> _Work request_
Locate every line below that contains the word "match" and copy it.

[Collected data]

- Opening Delimiter -

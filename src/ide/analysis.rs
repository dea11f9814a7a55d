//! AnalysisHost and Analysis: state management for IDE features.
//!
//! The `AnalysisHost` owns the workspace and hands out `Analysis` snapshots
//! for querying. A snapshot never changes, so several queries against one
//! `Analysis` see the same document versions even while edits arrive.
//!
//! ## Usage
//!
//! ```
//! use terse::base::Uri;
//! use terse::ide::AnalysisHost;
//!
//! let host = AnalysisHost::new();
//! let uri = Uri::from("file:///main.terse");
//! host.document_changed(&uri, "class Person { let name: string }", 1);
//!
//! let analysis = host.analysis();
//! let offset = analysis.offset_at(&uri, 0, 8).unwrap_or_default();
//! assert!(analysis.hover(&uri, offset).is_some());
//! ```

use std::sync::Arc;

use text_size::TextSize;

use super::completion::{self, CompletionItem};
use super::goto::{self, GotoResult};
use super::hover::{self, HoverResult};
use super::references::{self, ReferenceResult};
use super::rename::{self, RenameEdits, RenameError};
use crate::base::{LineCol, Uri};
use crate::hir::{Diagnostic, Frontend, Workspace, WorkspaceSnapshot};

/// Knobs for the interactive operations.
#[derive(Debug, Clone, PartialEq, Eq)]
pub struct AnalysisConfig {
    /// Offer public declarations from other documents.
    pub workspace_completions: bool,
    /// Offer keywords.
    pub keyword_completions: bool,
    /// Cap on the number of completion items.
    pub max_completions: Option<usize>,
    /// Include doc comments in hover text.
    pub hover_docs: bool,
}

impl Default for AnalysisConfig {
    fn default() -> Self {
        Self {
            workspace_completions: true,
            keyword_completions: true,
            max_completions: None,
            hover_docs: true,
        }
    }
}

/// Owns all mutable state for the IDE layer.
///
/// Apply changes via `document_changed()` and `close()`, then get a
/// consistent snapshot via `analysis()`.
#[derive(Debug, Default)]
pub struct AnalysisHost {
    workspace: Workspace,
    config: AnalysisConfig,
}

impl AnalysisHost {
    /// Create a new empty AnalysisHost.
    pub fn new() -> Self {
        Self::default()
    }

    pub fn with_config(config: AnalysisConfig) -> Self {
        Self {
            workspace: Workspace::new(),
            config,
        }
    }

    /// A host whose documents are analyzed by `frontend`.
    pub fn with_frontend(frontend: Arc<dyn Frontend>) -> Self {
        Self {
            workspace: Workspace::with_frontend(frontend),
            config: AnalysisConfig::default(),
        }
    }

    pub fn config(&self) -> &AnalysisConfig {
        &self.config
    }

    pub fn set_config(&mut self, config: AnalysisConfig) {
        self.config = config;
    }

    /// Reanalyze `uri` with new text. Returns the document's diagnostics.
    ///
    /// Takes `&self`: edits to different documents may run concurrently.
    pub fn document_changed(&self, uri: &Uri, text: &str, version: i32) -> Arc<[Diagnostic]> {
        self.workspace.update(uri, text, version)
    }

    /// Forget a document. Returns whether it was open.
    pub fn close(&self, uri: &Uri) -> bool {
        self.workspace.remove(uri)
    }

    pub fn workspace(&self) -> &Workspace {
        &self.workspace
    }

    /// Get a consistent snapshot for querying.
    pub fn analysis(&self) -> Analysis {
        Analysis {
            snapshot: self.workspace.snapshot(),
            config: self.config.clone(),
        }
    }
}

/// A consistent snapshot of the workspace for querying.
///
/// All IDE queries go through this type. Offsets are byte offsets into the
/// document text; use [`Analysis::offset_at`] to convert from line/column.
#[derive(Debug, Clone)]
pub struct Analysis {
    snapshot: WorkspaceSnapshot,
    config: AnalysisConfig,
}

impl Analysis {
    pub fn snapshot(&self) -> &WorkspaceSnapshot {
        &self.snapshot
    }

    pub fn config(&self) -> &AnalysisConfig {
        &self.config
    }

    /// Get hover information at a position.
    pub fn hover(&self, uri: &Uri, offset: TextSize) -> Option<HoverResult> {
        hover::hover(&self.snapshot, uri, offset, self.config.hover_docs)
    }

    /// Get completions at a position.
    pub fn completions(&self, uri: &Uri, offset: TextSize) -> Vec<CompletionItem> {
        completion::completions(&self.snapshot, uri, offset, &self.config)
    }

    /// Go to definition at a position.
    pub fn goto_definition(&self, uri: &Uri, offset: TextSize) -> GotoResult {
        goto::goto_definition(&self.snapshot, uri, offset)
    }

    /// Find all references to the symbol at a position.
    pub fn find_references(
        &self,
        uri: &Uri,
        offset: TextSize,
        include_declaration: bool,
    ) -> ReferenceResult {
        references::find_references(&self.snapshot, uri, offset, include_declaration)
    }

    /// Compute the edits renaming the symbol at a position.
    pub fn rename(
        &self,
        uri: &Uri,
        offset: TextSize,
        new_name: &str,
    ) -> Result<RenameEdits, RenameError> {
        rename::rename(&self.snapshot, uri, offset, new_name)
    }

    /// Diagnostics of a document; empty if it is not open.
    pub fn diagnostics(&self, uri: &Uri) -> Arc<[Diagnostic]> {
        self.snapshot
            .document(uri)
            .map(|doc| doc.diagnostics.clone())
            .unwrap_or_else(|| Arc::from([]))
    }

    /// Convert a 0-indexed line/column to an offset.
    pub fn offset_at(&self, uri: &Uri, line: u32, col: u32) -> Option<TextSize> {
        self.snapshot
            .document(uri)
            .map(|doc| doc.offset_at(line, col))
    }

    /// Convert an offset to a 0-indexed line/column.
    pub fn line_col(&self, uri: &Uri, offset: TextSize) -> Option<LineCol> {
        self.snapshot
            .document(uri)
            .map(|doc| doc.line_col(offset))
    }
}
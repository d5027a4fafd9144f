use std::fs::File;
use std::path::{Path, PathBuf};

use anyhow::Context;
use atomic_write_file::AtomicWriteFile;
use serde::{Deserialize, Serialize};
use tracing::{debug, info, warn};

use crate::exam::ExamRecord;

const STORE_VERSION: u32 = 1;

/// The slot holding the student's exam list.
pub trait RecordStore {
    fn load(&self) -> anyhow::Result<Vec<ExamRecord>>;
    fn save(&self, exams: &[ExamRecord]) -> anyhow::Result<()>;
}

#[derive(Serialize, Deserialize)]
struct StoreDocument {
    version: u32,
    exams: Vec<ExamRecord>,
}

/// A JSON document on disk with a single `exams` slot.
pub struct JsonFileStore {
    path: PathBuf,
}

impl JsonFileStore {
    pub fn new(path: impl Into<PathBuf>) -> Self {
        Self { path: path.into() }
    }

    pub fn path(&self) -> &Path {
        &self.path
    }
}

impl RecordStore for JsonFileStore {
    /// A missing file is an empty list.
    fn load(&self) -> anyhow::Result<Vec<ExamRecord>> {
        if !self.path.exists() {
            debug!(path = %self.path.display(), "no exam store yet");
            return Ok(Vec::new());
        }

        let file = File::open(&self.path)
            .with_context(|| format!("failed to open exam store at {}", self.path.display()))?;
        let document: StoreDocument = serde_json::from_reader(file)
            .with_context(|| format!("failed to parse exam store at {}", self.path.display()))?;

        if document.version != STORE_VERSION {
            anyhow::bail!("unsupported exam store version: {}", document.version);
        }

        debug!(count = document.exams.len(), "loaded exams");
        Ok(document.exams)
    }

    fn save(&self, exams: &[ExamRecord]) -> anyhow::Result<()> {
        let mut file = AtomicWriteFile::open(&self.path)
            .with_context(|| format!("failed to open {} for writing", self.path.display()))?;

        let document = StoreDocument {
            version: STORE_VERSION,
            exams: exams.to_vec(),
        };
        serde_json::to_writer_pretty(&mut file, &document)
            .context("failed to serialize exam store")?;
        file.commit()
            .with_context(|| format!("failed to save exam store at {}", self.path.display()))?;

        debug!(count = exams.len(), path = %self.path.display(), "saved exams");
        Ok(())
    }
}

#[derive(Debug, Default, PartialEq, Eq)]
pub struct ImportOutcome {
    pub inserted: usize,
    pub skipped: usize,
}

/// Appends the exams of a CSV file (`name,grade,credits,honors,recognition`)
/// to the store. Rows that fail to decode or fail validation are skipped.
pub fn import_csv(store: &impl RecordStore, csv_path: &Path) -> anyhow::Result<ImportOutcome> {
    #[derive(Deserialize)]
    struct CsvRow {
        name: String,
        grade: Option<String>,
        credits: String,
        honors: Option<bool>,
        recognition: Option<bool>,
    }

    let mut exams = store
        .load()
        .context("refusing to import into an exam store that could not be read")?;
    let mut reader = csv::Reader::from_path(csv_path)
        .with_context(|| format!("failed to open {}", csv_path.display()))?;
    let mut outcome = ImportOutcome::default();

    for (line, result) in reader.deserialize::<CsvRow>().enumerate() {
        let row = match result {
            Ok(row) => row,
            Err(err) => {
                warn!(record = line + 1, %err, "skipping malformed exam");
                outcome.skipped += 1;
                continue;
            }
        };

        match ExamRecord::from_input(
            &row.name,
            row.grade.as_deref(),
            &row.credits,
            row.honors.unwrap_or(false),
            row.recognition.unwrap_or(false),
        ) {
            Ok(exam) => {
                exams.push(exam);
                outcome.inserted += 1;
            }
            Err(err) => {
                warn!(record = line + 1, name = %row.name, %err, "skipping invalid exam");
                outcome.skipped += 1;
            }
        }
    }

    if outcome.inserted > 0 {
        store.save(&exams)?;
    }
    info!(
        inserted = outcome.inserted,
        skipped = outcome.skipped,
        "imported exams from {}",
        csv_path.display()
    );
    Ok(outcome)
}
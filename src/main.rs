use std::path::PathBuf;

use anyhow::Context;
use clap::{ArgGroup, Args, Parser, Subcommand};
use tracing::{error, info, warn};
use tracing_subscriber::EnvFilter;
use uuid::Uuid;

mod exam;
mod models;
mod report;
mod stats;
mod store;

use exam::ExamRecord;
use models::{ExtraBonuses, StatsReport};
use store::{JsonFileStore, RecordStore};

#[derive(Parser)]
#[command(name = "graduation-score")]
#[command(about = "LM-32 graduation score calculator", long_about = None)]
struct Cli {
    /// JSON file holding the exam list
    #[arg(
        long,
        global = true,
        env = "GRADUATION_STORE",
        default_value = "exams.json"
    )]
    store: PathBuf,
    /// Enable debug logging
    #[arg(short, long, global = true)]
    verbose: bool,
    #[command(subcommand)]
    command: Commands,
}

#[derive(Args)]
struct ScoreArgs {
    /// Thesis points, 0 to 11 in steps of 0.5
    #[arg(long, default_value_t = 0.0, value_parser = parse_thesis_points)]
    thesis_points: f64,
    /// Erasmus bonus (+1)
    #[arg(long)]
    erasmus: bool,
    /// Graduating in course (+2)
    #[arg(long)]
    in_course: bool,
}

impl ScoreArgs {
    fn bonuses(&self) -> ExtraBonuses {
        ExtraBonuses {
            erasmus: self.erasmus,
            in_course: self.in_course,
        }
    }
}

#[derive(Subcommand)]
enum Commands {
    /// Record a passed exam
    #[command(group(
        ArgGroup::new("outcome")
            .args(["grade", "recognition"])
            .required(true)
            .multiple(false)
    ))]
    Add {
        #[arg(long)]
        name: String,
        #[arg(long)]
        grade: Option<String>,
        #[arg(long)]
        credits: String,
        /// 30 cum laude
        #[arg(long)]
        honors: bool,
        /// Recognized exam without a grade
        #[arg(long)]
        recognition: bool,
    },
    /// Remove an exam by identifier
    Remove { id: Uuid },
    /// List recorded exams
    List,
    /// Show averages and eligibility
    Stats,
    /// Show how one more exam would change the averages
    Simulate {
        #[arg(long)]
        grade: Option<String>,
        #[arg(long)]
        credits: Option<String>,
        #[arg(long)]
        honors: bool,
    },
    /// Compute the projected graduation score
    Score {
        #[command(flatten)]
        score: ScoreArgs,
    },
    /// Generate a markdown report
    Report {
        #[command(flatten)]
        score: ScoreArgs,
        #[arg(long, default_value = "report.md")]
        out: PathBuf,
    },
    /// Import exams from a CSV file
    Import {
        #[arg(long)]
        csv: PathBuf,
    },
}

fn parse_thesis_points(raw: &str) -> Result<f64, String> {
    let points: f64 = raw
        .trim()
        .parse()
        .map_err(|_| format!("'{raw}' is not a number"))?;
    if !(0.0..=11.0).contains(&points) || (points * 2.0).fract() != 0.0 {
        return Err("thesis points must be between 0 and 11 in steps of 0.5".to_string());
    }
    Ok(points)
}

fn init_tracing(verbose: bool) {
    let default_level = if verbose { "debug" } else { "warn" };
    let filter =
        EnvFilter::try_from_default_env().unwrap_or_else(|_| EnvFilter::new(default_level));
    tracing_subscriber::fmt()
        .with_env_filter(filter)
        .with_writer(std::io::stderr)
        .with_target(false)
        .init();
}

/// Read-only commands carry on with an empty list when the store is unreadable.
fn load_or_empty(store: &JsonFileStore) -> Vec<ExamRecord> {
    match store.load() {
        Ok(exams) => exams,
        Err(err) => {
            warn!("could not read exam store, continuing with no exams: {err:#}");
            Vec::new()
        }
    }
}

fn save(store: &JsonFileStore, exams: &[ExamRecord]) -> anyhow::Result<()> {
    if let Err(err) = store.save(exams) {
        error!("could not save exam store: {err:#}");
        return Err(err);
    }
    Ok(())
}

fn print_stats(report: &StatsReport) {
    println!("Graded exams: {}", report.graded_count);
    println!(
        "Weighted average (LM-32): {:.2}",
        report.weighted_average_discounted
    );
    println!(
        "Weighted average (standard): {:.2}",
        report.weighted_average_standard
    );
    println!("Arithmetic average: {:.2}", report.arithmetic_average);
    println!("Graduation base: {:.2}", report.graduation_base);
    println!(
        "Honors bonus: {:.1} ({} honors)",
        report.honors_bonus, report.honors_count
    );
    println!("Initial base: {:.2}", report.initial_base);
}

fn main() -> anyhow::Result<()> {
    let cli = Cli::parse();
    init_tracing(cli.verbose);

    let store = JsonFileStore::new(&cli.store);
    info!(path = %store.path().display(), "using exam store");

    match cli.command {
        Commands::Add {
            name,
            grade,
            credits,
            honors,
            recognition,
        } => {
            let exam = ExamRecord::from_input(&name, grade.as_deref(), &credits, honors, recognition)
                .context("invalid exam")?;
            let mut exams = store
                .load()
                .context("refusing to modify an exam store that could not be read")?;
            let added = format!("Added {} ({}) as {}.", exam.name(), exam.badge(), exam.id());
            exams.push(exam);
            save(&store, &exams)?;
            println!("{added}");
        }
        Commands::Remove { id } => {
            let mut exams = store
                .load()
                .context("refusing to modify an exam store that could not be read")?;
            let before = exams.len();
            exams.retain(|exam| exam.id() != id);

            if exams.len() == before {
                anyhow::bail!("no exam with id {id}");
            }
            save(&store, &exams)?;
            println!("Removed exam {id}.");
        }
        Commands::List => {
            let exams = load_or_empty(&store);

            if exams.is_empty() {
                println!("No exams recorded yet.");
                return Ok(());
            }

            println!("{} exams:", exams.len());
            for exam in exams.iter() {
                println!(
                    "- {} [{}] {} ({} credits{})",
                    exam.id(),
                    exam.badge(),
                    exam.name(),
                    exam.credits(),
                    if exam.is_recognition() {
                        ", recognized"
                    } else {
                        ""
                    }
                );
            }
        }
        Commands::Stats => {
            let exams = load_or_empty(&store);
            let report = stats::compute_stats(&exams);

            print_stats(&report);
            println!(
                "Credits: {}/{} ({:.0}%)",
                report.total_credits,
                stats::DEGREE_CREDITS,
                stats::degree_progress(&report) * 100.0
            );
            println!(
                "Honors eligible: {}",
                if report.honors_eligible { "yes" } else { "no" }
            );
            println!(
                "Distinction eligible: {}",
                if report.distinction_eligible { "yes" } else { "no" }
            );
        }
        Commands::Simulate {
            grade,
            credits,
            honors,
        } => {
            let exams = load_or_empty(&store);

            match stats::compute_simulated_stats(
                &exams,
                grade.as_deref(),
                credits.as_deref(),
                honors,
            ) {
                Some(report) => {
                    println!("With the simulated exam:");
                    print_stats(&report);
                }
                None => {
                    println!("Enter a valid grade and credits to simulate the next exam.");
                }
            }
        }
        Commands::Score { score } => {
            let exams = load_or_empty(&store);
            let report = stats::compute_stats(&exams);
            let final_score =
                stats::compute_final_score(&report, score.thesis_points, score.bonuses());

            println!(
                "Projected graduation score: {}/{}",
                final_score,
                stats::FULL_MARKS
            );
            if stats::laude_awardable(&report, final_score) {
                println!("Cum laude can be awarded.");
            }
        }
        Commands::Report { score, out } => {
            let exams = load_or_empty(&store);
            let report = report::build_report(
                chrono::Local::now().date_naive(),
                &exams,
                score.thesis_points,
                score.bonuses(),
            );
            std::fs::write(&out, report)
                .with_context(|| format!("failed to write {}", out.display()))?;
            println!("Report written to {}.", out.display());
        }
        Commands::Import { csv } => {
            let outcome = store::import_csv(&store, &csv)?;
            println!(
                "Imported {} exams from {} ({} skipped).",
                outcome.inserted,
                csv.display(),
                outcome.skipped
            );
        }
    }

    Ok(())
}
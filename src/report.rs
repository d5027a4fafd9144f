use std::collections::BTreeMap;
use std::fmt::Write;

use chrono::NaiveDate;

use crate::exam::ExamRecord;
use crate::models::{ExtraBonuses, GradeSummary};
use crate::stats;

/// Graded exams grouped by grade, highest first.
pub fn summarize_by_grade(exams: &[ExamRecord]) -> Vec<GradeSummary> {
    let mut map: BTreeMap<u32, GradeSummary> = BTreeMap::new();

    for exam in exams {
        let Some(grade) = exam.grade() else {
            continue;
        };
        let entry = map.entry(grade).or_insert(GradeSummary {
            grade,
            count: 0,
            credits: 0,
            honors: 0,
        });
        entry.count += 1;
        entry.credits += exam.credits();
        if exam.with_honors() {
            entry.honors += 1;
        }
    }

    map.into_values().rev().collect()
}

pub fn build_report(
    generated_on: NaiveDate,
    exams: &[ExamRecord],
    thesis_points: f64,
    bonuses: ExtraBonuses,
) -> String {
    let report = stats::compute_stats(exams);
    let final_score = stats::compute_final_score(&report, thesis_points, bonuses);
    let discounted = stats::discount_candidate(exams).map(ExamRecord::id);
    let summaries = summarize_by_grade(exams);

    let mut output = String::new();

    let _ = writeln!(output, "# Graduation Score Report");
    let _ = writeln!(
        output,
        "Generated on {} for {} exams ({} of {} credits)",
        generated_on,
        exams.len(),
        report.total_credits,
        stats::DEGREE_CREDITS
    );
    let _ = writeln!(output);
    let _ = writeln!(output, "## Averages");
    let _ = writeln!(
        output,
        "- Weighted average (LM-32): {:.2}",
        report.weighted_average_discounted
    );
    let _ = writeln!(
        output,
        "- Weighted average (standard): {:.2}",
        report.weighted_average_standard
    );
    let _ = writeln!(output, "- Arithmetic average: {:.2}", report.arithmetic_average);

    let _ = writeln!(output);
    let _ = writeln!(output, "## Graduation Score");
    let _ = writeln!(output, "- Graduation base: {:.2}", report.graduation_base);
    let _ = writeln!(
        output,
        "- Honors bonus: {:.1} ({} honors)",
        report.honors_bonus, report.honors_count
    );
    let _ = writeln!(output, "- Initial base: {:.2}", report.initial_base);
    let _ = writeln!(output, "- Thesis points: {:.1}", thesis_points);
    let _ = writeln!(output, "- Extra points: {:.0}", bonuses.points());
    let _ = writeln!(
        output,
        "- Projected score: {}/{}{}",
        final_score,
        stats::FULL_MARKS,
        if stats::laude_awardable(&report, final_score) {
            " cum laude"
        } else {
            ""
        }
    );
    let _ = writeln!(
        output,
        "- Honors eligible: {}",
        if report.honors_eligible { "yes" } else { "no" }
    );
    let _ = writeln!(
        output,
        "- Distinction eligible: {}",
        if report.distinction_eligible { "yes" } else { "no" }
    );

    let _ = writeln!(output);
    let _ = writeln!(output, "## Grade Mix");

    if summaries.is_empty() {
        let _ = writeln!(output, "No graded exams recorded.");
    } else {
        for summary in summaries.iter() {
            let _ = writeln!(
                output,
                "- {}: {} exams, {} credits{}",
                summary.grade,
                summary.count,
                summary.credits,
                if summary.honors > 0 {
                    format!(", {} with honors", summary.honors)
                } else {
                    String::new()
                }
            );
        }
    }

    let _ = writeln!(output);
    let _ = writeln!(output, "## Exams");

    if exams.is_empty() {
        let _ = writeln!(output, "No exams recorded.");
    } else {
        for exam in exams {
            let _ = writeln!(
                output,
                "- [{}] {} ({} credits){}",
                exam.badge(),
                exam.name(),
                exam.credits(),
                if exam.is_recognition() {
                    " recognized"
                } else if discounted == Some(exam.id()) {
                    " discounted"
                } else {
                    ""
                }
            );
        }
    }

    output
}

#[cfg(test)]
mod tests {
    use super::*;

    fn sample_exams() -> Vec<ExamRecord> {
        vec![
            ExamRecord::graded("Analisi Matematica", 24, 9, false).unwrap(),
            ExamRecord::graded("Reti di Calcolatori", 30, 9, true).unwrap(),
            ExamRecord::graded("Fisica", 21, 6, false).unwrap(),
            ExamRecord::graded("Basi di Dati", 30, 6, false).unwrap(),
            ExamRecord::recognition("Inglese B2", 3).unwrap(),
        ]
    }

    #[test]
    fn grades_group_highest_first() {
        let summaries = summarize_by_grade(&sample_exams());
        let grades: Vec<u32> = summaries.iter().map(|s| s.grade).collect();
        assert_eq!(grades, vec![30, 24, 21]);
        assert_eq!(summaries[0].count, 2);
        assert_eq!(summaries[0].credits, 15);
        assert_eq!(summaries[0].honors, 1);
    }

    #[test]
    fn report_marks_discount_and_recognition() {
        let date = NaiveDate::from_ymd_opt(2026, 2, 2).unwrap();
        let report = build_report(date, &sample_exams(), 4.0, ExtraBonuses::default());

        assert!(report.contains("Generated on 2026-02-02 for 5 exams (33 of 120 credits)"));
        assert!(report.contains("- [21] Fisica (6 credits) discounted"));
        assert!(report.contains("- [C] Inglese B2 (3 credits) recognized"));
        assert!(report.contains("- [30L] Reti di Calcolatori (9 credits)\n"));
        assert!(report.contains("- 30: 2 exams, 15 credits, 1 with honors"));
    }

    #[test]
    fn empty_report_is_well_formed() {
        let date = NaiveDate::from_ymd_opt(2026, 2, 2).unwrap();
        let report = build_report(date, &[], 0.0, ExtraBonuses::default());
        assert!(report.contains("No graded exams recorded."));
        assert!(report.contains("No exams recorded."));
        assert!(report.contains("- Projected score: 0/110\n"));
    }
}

- Closing Delimiter -

> _Task solution_
        let row = match result {
        match ExamRecord::from_input(
    match store.load() {
    match cli.command {
            match stats::compute_simulated_stats(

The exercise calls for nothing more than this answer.